IL GENIO DELLA LINGUA. Il Genio della lingua è un essere buono, magnanimo, che si nutre dei doni che regala agli uomini. Lui, il genio, ha tatuato sul braccio i versi finali del brano The End dei Beatles: “And in the end/ the love you take/ is equal to the love you make”. E lui, il genio, ci ama tanto, di un amore infinito. Per questo non si è accontentato di regalarci la parola capire. Ci ha voluto più ricchi, più pieni di gioia, più capaci di sentire i colori sulla pelle, e ovunque intorno e dentro il corpo. Ha voluto aggiungere un altro vocabolo stupendo, bellissimo, mirabolante alla nostra lingua, la parola comprendere. Perché capire è bello e importante. Capire come la Terra gira intorno al sole.
Come il carbonio sia alla base della vita in ogni angolo dell’Universo.
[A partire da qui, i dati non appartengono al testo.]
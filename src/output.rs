// 该文件是 Capcheck （瓶盖质检） 项目的一部分。
// src/output.rs - 显示与输出
//
// 本文件根据 Apache 许可证第 2.0 版（以下简称“许可证”）授权使用；
// 除非遵守该许可证条款，否则您不得使用本文件。
// 您可通过以下网址获取许可证副本：
// http://www.apache.org/licenses/LICENSE-2.0
// 除非适用法律要求或书面同意，根据本许可协议分发的软件均按“原样”提供，
// 不附带任何形式的明示或暗示的保证或条件。
// 有关许可权限与限制的具体条款，请参阅本许可协议。
//
// Copyright (C) 2026 Johann Li <me@qinka.pro>, Wareless Group

use image::{RgbImage, imageops::FilterType};
use thiserror::Error;
use url::Url;

use crate::{FromUrl, FromUrlWithScheme, app::Presenter};

/// 显示面
///
/// 接收已经转为 RGB 顺序并缩放到视口内的图像，以及界面状态。
pub trait Surface {
  type Error;

  fn viewport(&self) -> (u32, u32);
  fn present(&mut self, image: &RgbImage) -> Result<(), Self::Error>;
  fn update_status(&mut self, presenter: &Presenter) -> Result<(), Self::Error>;
}

pub mod draw;
pub mod snapshot;

mod headless;
pub use self::headless::HeadlessSurface;

#[cfg(feature = "gstreamer_display")]
mod gstreamer_display;
#[cfg(feature = "gstreamer_display")]
pub use self::gstreamer_display::{GStreamerDisplay, GStreamerDisplayError};

/// 保持宽高比缩放到视口内
pub fn fit_to_viewport(image: &RgbImage, viewport: (u32, u32)) -> RgbImage {
  let (width, height) = image.dimensions();
  let (view_w, view_h) = viewport;
  if width == 0 || height == 0 || view_w == 0 || view_h == 0 {
    return image.clone();
  }

  let scale = (view_w as f64 / width as f64).min(view_h as f64 / height as f64);
  let target_w = ((width as f64 * scale).round() as u32).clamp(1, view_w);
  let target_h = ((height as f64 * scale).round() as u32).clamp(1, view_h);

  if (target_w, target_h) == (width, height) {
    return image.clone();
  }
  image::imageops::resize(image, target_w, target_h, FilterType::CatmullRom)
}

#[derive(Error, Debug)]
pub enum OutputError {
  #[cfg(feature = "gstreamer_display")]
  #[error("GStreamer 显示错误: {0}")]
  GStreamerDisplayError(#[from] GStreamerDisplayError),
  #[error("URI 方案不匹配: {0}")]
  SchemeMismatch(String),
}

/// 按 URL 方案选择的显示面
pub enum SurfaceWrapper {
  Headless(HeadlessSurface),
  #[cfg(feature = "gstreamer_display")]
  GStreamerDisplay(GStreamerDisplay),
}

impl FromUrl for SurfaceWrapper {
  type Error = OutputError;

  fn from_url(url: &Url) -> Result<Self, Self::Error> {
    match url.scheme() {
      HeadlessSurface::SCHEME => Ok(SurfaceWrapper::Headless(HeadlessSurface::from_url(url)?)),
      #[cfg(feature = "gstreamer_display")]
      GStreamerDisplay::SCHEME => Ok(SurfaceWrapper::GStreamerDisplay(
        GStreamerDisplay::from_url(url)?,
      )),
      other => Err(OutputError::SchemeMismatch(other.to_string())),
    }
  }
}

impl Surface for SurfaceWrapper {
  type Error = OutputError;

  fn viewport(&self) -> (u32, u32) {
    match self {
      SurfaceWrapper::Headless(surface) => surface.viewport(),
      #[cfg(feature = "gstreamer_display")]
      SurfaceWrapper::GStreamerDisplay(surface) => surface.viewport(),
    }
  }

  fn present(&mut self, image: &RgbImage) -> Result<(), Self::Error> {
    match self {
      SurfaceWrapper::Headless(surface) => surface.present(image).map_err(|e| match e {}),
      #[cfg(feature = "gstreamer_display")]
      SurfaceWrapper::GStreamerDisplay(surface) => surface.present(image).map_err(OutputError::from),
    }
  }

  fn update_status(&mut self, presenter: &Presenter) -> Result<(), Self::Error> {
    match self {
      SurfaceWrapper::Headless(surface) => surface.update_status(presenter).map_err(|e| match e {}),
      #[cfg(feature = "gstreamer_display")]
      SurfaceWrapper::GStreamerDisplay(surface) => surface
        .update_status(presenter)
        .map_err(OutputError::from),
    }
  }
}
E capire un po’ alla volta anche l’Universo stesso, questo gigante che ci fa sentire così piccoli sulla sua groppa, così fragili, ma pure così fieri di svelarne i segreti, e di capirli. Ma non basta, dice il genio della lingua. Io voglio di più per voi uomini. Voglio che sentiate la felicità addosso, che possiate toccarla con le mani, che possiate abbracciarla. Ed è per questo che voglio che voi com-prendiate, che prendiate insieme, che tocchiate tutto ciò che sapete e lo portiate addosso come una seconda pelle, come un abbraccio che fate a voi stessi. A che cosa serve altrimenti sapere? Che cosa puoi capire della persona che ami se poi non la puoi toccare per dimostrarglielo? Con un bacio, un abbraccio, una carezza. Oppure semplicemente standogli accanto, vicino quel tanto che basta perché possa tendere una mano, se lo vuole, per chiedere aiuto, calore, in una parola, anche questa un dono del genio, umanità.
E non è finita qui. Non finirà mai finché sapremo comprendere prima di capire. Il Genio della lingua lo sa. Ed è per questo, ora, che chiede un po’ di silenzio, anche questa una parola donata agli uomini con l’amore più grande del mondo. Il silenzio di un abbraccio, ora.